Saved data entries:
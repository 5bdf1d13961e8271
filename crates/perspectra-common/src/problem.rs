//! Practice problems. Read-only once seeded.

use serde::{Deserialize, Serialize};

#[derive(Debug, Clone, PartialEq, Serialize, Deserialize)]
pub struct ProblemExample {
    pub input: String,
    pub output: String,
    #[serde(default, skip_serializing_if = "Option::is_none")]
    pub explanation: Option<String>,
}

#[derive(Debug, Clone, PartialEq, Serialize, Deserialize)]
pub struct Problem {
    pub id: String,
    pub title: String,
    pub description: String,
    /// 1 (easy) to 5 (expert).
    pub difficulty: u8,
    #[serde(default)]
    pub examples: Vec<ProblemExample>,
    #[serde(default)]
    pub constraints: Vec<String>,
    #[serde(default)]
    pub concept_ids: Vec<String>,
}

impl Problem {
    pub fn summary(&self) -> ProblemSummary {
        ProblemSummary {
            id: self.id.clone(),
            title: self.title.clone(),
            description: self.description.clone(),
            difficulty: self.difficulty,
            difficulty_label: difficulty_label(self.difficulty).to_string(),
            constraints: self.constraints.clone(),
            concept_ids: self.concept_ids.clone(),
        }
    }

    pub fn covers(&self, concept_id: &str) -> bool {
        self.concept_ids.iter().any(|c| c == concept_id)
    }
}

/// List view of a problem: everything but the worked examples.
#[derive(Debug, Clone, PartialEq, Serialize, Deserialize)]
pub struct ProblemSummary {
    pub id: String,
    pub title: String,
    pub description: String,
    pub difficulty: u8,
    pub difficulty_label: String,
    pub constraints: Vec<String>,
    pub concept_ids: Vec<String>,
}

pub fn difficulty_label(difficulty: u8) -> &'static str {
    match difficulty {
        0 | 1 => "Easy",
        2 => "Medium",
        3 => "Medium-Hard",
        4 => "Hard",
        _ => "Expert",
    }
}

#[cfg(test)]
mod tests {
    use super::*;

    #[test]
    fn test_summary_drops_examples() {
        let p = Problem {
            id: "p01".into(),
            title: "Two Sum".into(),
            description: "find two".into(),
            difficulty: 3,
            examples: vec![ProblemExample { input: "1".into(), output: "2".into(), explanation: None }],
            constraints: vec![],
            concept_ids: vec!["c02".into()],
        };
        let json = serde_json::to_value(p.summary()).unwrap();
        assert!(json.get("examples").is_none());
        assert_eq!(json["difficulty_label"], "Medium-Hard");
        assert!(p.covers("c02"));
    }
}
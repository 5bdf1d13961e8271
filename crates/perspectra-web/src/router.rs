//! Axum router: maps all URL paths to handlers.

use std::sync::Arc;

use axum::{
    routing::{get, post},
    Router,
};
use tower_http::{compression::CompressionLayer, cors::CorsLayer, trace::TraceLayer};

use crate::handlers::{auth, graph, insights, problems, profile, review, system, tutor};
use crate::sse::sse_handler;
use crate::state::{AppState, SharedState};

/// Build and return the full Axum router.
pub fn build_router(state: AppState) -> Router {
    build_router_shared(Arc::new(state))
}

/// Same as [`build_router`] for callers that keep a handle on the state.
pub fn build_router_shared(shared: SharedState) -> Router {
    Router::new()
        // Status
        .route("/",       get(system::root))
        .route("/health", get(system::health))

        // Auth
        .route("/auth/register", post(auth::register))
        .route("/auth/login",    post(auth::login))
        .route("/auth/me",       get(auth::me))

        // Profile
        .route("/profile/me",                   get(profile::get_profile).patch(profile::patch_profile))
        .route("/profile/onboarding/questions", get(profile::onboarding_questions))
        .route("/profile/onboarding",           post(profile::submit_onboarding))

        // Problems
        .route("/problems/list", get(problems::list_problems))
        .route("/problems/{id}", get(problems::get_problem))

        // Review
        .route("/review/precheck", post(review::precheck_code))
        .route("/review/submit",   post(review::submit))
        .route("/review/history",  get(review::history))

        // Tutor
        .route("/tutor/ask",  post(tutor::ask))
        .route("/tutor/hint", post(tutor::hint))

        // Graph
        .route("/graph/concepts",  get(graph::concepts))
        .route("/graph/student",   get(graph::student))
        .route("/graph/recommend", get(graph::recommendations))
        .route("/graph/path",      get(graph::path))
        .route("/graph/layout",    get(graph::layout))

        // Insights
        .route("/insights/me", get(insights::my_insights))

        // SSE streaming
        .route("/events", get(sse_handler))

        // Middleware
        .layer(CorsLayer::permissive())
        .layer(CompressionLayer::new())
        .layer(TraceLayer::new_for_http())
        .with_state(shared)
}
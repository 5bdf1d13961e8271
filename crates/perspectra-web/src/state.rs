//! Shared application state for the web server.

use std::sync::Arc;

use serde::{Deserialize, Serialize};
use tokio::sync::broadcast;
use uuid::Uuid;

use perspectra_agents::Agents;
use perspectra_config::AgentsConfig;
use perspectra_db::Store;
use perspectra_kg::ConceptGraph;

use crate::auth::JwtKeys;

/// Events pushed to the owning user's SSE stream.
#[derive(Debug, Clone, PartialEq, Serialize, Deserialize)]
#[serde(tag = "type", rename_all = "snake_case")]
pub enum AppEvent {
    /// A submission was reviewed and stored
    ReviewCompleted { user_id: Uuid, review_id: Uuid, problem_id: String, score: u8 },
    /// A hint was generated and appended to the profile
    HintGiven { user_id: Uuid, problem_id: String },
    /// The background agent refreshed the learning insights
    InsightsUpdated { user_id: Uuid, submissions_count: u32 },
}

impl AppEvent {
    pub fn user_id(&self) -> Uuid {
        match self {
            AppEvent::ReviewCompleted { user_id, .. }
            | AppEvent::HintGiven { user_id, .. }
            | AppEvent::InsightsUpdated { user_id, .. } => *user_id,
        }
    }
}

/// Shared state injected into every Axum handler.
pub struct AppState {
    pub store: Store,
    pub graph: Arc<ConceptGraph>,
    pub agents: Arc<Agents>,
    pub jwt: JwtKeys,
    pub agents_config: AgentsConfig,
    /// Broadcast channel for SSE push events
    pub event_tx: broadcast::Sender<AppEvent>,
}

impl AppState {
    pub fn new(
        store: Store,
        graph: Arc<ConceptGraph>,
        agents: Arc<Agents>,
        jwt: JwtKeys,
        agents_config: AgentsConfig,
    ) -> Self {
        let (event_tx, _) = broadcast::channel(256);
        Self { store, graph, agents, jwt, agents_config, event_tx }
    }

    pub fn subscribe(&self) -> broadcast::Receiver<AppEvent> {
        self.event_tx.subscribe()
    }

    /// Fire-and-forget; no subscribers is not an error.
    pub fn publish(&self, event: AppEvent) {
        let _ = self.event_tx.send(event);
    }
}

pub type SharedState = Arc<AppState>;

Prompt
Take the records shown above and output them again exactly.

Output of the task
repository 5bdf1d13961e8271
filename crates/perspectra-common/src/problem.rs
//! Practice problems. Read-only once seeded.

use serde::{Deserialize, Serialize};

#[derive(Debug, Clone, PartialEq, Serialize, Deserialize)]
pub struct ProblemExample {
    pub input: String,
    pub output: String,
    #[serde(default, skip_serializing_if = "Option::is_none")]
    pub explanation: Option<String>,
}

#[derive(Debug, Clone, PartialEq, Serialize, Deserialize)]
pub struct Problem {
    pub id: String,
    pub title: String,
    pub description: String,
    /// 1 (easy) to 5 (expert).
    pub difficulty: u8,
    #[serde(default)]
    pub examples: Vec<ProblemExample>,
    #[serde(default)]
    pub constraints: Vec<String>,
    #[serde(default)]
    pub concept_ids: Vec<String>,
}

impl Problem {
    pub fn summary(&self) -> ProblemSummary {
        ProblemSummary {
            id: self.id.clone(),
            title: self.title.clone(),
            description: self.description.clone(),
            difficulty: self.difficulty,
            difficulty_label: difficulty_label(self.difficulty).to_string(),
            constraints: self.constraints.clone(),
            concept_ids: self.concept_ids.clone(),
        }
    }

    pub fn covers(&self, concept_id: &str) -> bool {
        self.concept_ids.iter().any(|c| c == concept_id)
    }
}

/// List view of a problem: everything but the worked examples.
#[derive(Debug, Clone, PartialEq, Serialize, Deserialize)]
pub struct ProblemSummary {
    pub id: String,
    pub title: String,
    pub description: String,
    pub difficulty: u8,
    pub difficulty_label: String,
    pub constraints: Vec<String>,
    pub concept_ids: Vec<String>,
}

pub fn difficulty_label(difficulty: u8) -> &'static str {
    match difficulty {
        0 | 1 => "Easy",
        2 => "Medium",
        3 => "Medium-Hard",
        4 => "Hard",
        _ => "Expert",
    }
}

#[cfg(test)]
mod tests {
    use super::*;

    #[test]
    fn test_summary_drops_examples() {
        let p = Problem {
            id: "p01".into(),
            title: "Two Sum".into(),
            description: "find two".into(),
            difficulty: 3,
            examples: vec![ProblemExample { input: "1".into(), output: "2".into(), explanation: None }],
            constraints: vec![],
            concept_ids: vec!["c02".into()],
        };
        let json = serde_json::to_value(p.summary()).unwrap();
        assert!(json.get("examples").is_none());
        assert_eq!(json["difficulty_label"], "Medium-Hard");
        assert!(p.covers("c02"));
    }
}
repository 5bdf1d13961e8271
filename crates/perspectra-web/src/router.rs
//! Axum router: maps all URL paths to handlers.

use std::sync::Arc;

use axum::{
    routing::{get, post},
    Router,
};
use tower_http::{compression::CompressionLayer, cors::CorsLayer, trace::TraceLayer};

use crate::handlers::{auth, graph, insights, problems, profile, review, system, tutor};
use crate::sse::sse_handler;
use crate::state::{AppState, SharedState};

/// Build and return the full Axum router.
pub fn build_router(state: AppState) -> Router {
    build_router_shared(Arc::new(state))
}

/// Same as [`build_router`] for callers that keep a handle on the state.
pub fn build_router_shared(shared: SharedState) -> Router {
    Router::new()
        // Status
        .route("/",       get(system::root))
        .route("/health", get(system::health))

        // Auth
        .route("/auth/register", post(auth::register))
        .route("/auth/login",    post(auth::login))
        .route("/auth/me",       get(auth::me))

        // Profile
        .route("/profile/me",                   get(profile::get_profile).patch(profile::patch_profile))
        .route("/profile/onboarding/questions", get(profile::onboarding_questions))
        .route("/profile/onboarding",           post(profile::submit_onboarding))

        // Problems
        .route("/problems/list", get(problems::list_problems))
        .route("/problems/{id}", get(problems::get_problem))

        // Review
        .route("/review/precheck", post(review::precheck_code))
        .route("/review/submit",   post(review::submit))
        .route("/review/history",  get(review::history))

        // Tutor
        .route("/tutor/ask",  post(tutor::ask))
        .route("/tutor/hint", post(tutor::hint))

        // Graph
        .route("/graph/concepts",  get(graph::concepts))
        .route("/graph/student",   get(graph::student))
        .route("/graph/recommend", get(graph::recommendations))
        .route("/graph/path",      get(graph::path))
        .route("/graph/layout",    get(graph::layout))

        // Insights
        .route("/insights/me", get(insights::my_insights))

        // SSE streaming
        .route("/events", get(sse_handler))

        // Middleware
        .layer(CorsLayer::permissive())
        .layer(CompressionLayer::new())
        .layer(TraceLayer::new_for_http())
        .with_state(shared)
}
repository 5bdf1d13961e8271
filename crates/perspectra-web/src/state.rs
//! Shared application state for the web server.

use std::sync::Arc;

use serde::{Deserialize, Serialize};
use tokio::sync::broadcast;
use uuid::Uuid;

use perspectra_agents::Agents;
use perspectra_config::AgentsConfig;
use perspectra_db::Store;
use perspectra_kg::ConceptGraph;

use crate::auth::JwtKeys;

/// Events pushed to the owning user's SSE stream.
#[derive(Debug, Clone, PartialEq, Serialize, Deserialize)]
#[serde(tag = "type", rename_all = "snake_case")]
pub enum AppEvent {
    /// A submission was reviewed and stored
    ReviewCompleted { user_id: Uuid, review_id: Uuid, problem_id: String, score: u8 },
    /// A hint was generated and appended to the profile
    HintGiven { user_id: Uuid, problem_id: String },
    /// The background agent refreshed the learning insights
    InsightsUpdated { user_id: Uuid, submissions_count: u32 },
}

impl AppEvent {
    pub fn user_id(&self) -> Uuid {
        match self {
            AppEvent::ReviewCompleted { user_id, .. }
            | AppEvent::HintGiven { user_id, .. }
            | AppEvent::InsightsUpdated { user_id, .. } => *user_id,
        }
    }
}

/// Shared state injected into every Axum handler.
pub struct AppState {
    pub store: Store,
    pub graph: Arc<ConceptGraph>,
    pub agents: Arc<Agents>,
    pub jwt: JwtKeys,
    pub agents_config: AgentsConfig,
    /// Broadcast channel for SSE push events
    pub event_tx: broadcast::Sender<AppEvent>,
}

impl AppState {
    pub fn new(
        store: Store,
        graph: Arc<ConceptGraph>,
        agents: Arc<Agents>,
        jwt: JwtKeys,
        agents_config: AgentsConfig,
    ) -> Self {
        let (event_tx, _) = broadcast::channel(256);
        Self { store, graph, agents, jwt, agents_config, event_tx }
    }

    pub fn subscribe(&self) -> broadcast::Receiver<AppEvent> {
        self.event_tx.subscribe()
    }

    /// Fire-and-forget; no subscribers is not an error.
    pub fn publish(&self, event: AppEvent) {
        let _ = self.event_tx.send(event);
    }
}

pub type SharedState = Arc<AppState>;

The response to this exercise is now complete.